Report every line of the records below that contains the word "SciVault".

---------- Exercise inputs

//! Unified application error types for SciVault.
//!
//! All crates map their internal errors into [`AppError`] for consistent
//! propagation through the ? operator.

use std::fmt;
use thiserror::Error;

/// Top-level error kind categorization used across the entire application.
#[derive(Debug, Clone, Copy, PartialEq, Eq, Hash, serde::Serialize, serde::Deserialize)]
pub enum ErrorKind {
    /// A permission token could not be parsed.
    MalformedPermissionSpec,
    /// A mutation was attempted on a frozen permission set.
    PermissionImmutable,
    /// The caller does not have permission to perform the action.
    NotAuthorized,
    /// The user is not a member of the named group.
    NotMember,
    /// The user identity does not resolve.
    UnknownUser,
    /// The group identity does not resolve.
    UnknownGroup,
    /// Credential verification failed.
    AuthenticationFailed,
    /// The session id does not resolve to a live session.
    SessionNotFound,
    /// The session exists but has timed out.
    SessionExpired,
    /// Input validation failed.
    Validation,
    /// A conflict occurred (duplicate entry, constraint violation, etc.).
    Conflict,
    /// A configuration error occurred.
    Configuration,
    /// A serialization/deserialization error occurred.
    Serialization,
    /// An external collaborator (identity store, mailer, ...) failed.
    ExternalService,
    /// An internal server error occurred.
    Internal,
}

impl fmt::Display for ErrorKind {
    fn fmt(&self, f: &mut fmt::Formatter<'_>) -> fmt::Result {
        match self {
            Self::MalformedPermissionSpec => write!(f, "MALFORMED_PERMISSION_SPEC"),
            Self::PermissionImmutable => write!(f, "PERMISSION_IMMUTABLE"),
            Self::NotAuthorized => write!(f, "NOT_AUTHORIZED"),
            Self::NotMember => write!(f, "NOT_MEMBER"),
            Self::UnknownUser => write!(f, "UNKNOWN_USER"),
            Self::UnknownGroup => write!(f, "UNKNOWN_GROUP"),
            Self::AuthenticationFailed => write!(f, "AUTHENTICATION_FAILED"),
            Self::SessionNotFound => write!(f, "SESSION_NOT_FOUND"),
            Self::SessionExpired => write!(f, "SESSION_EXPIRED"),
            Self::Validation => write!(f, "VALIDATION"),
            Self::Conflict => write!(f, "CONFLICT"),
            Self::Configuration => write!(f, "CONFIGURATION"),
            Self::Serialization => write!(f, "SERIALIZATION"),
            Self::ExternalService => write!(f, "EXTERNAL_SERVICE"),
            Self::Internal => write!(f, "INTERNAL"),
        }
    }
}

/// The unified application error used throughout SciVault.
///
/// All crate-specific errors are mapped into `AppError` using `From` impls
/// or explicit `.map_err()` calls. Errors in this taxonomy are terminal
/// for the triggering call; nothing is retried internally.
#[derive(Debug, Error)]
#[error("{kind}: {message}")]
pub struct AppError {
    /// The category of error.
    pub kind: ErrorKind,
    /// A human-readable error message.
    pub message: String,
    /// Optional underlying cause.
    #[source]
    pub source: Option<Box<dyn std::error::Error + Send + Sync>>,
}

impl AppError {
    /// Create a new application error.
    pub fn new(kind: ErrorKind, message: impl Into<String>) -> Self {
        Self {
            kind,
            message: message.into(),
            source: None,
        }
    }

    /// Create a new application error with an underlying cause.
    pub fn with_source(
        kind: ErrorKind,
        message: impl Into<String>,
        source: impl std::error::Error + Send + Sync + 'static,
    ) -> Self {
        Self {
            kind,
            message: message.into(),
            source: Some(Box::new(source)),
        }
    }

    /// Create a malformed-permission-spec error.
    pub fn malformed_permission_spec(message: impl Into<String>) -> Self {
        Self::new(ErrorKind::MalformedPermissionSpec, message)
    }

    /// Create a permission-immutable error.
    pub fn permission_immutable(message: impl Into<String>) -> Self {
        Self::new(ErrorKind::PermissionImmutable, message)
    }

    /// Create a not-authorized error.
    pub fn not_authorized(message: impl Into<String>) -> Self {
        Self::new(ErrorKind::NotAuthorized, message)
    }

    /// Create a not-member error.
    pub fn not_member(message: impl Into<String>) -> Self {
        Self::new(ErrorKind::NotMember, message)
    }

    /// Create an unknown-user error.
    pub fn unknown_user(message: impl Into<String>) -> Self {
        Self::new(ErrorKind::UnknownUser, message)
    }

    /// Create an unknown-group error.
    pub fn unknown_group(message: impl Into<String>) -> Self {
        Self::new(ErrorKind::UnknownGroup, message)
    }

    /// Create an authentication-failed error.
    ///
    /// The message must stay generic, with no detail about which check
    /// failed.
    pub fn authentication_failed(message: impl Into<String>) -> Self {
        Self::new(ErrorKind::AuthenticationFailed, message)
    }

    /// Create a session-not-found error.
    pub fn session_not_found(message: impl Into<String>) -> Self {
        Self::new(ErrorKind::SessionNotFound, message)
    }

    /// Create a session-expired error.
    pub fn session_expired(message: impl Into<String>) -> Self {
        Self::new(ErrorKind::SessionExpired, message)
    }

    /// Create a validation error.
    pub fn validation(message: impl Into<String>) -> Self {
        Self::new(ErrorKind::Validation, message)
    }

    /// Create a conflict error.
    pub fn conflict(message: impl Into<String>) -> Self {
        Self::new(ErrorKind::Conflict, message)
    }

    /// Create a configuration error.
    pub fn configuration(message: impl Into<String>) -> Self {
        Self::new(ErrorKind::Configuration, message)
    }

    /// Create an external-service error.
    pub fn external_service(message: impl Into<String>) -> Self {
        Self::new(ErrorKind::ExternalService, message)
    }

    /// Create an internal error.
    pub fn internal(message: impl Into<String>) -> Self {
        Self::new(ErrorKind::Internal, message)
    }
}

impl Clone for AppError {
    fn clone(&self) -> Self {
        Self {
            kind: self.kind,
            message: self.message.clone(),
            source: None,
        }
    }
}

impl From<serde_json::Error> for AppError {
    fn from(err: serde_json::Error) -> Self {
        Self::with_source(
            ErrorKind::Serialization,
            format!("JSON serialization error: {err}"),
            err,
        )
    }
}

impl From<std::io::Error> for AppError {
    fn from(err: std::io::Error) -> Self {
        Self::with_source(ErrorKind::Internal, format!("I/O error: {err}"), err)
    }
}

impl From<config::ConfigError> for AppError {
    fn from(err: config::ConfigError) -> Self {
        Self::with_source(
            ErrorKind::Configuration,
            format!("Configuration error: {err}"),
            err,
        )
    }
}

#[cfg(test)]
mod tests {
    use super::*;

    #[test]
    fn test_display_includes_kind_and_message() {
        let err = AppError::not_member("user is not a member of group 'lab-1'");
        assert_eq!(
            err.to_string(),
            "NOT_MEMBER: user is not a member of group 'lab-1'"
        );
    }

    #[test]
    fn test_clone_drops_source() {
        let io = std::io::Error::new(std::io::ErrorKind::Other, "disk on fire");
        let err = AppError::with_source(ErrorKind::Internal, "wrapped", io);
        let cloned = err.clone();
        assert_eq!(cloned.kind, ErrorKind::Internal);
        assert!(cloned.source.is_none());
    }
}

--------------------

# Task result
//! Unified application error types for SciVault.
/// The unified application error used throughout SciVault.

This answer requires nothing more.